**Problem description**
Return only the tail of the data below, word for word: the line with "every committed operation" and each line after it through the final one.

**Exercise input**
//! Initialize ledger command.

use super::DataDirArgs;
use crate::config::CliConfig;
use anyhow::{Context, Result};
use clap::Args;
use colored::Colorize;
use std::fs;
use tally_ledger::{Ledger, LedgerConfig};
use tally_storage::Storage;

#[derive(Args)]
pub struct InitArgs {
    #[command(flatten)]
    store: DataDirArgs,

    /// Flush to disk after every committed operation
    #[arg(long)]
    flush_on_commit: bool,
}

pub fn run(args: InitArgs) -> Result<()> {
    let data_dir = &args.store.data_dir;

    println!("{}", "Initializing tally...".bold().cyan());
    println!();

    // Create data directory
    fs::create_dir_all(data_dir)
        .with_context(|| format!("Failed to create data directory: {:?}", data_dir))?;

    // Open storage
    let storage = Storage::open(data_dir).with_context(|| "Failed to open storage")?;

    println!("{}  Created data directory", "✓".green().bold());

    let config = LedgerConfig {
        flush_on_commit: args.flush_on_commit,
    };

    // Seed total supply; refuses to run twice
    let ledger = Ledger::new(&storage, config);
    ledger
        .init()
        .with_context(|| "Failed to initialize ledger")?;

    println!("{}  Seeded total supply", "✓".green().bold());
    println!("    Total: {}", "0".bright_cyan());

    // Save config
    let config_file = CliConfig::new(ledger.config().clone()).save(data_dir)?;
    println!(
        "{}  Saved config to: {}",
        "✓".green().bold(),
        config_file.display().to_string().bright_black()
    );

    println!();
    println!("{}", "Ledger initialized successfully!".green().bold());
    println!();
    println!("Next steps:");
    println!(
        "  • Use {} to create accounts",
        "tally mint <account> <amount>".bright_cyan()
    );
    println!(
        "  • Use {} to move value",
        "tally transfer <from> <to> <amount>".bright_cyan()
    );
    println!("  • Use {} to list accounts", "tally users".bright_cyan());

    Ok(())
}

**Answer area**
    /// Flush to disk after every committed operation
    #[arg(long)]
    flush_on_commit: bool,
}

pub fn run(args: InitArgs) -> Result<()> {
    let data_dir = &args.store.data_dir;

    println!("{}", "Initializing tally...".bold().cyan());
    println!();

    // Create data directory
    fs::create_dir_all(data_dir)
        .with_context(|| format!("Failed to create data directory: {:?}", data_dir))?;

    // Open storage
    let storage = Storage::open(data_dir).with_context(|| "Failed to open storage")?;

    println!("{}  Created data directory", "✓".green().bold());

    let config = LedgerConfig {
        flush_on_commit: args.flush_on_commit,
    };

    // Seed total supply; refuses to run twice
    let ledger = Ledger::new(&storage, config);
    ledger
        .init()
        .with_context(|| "Failed to initialize ledger")?;

    println!("{}  Seeded total supply", "✓".green().bold());
    println!("    Total: {}", "0".bright_cyan());

    // Save config
    let config_file = CliConfig::new(ledger.config().clone()).save(data_dir)?;
    println!(
        "{}  Saved config to: {}",
        "✓".green().bold(),
        config_file.display().to_string().bright_black()
    );

    println!();
    println!("{}", "Ledger initialized successfully!".green().bold());
    println!();
    println!("Next steps:");
    println!(
        "  • Use {} to create accounts",
        "tally mint <account> <amount>".bright_cyan()
    );
    println!(
        "  • Use {} to move value",
        "tally transfer <from> <to> <amount>".bright_cyan()
    );
    println!("  • Use {} to list accounts", "tally users".bright_cyan());

    Ok(())
}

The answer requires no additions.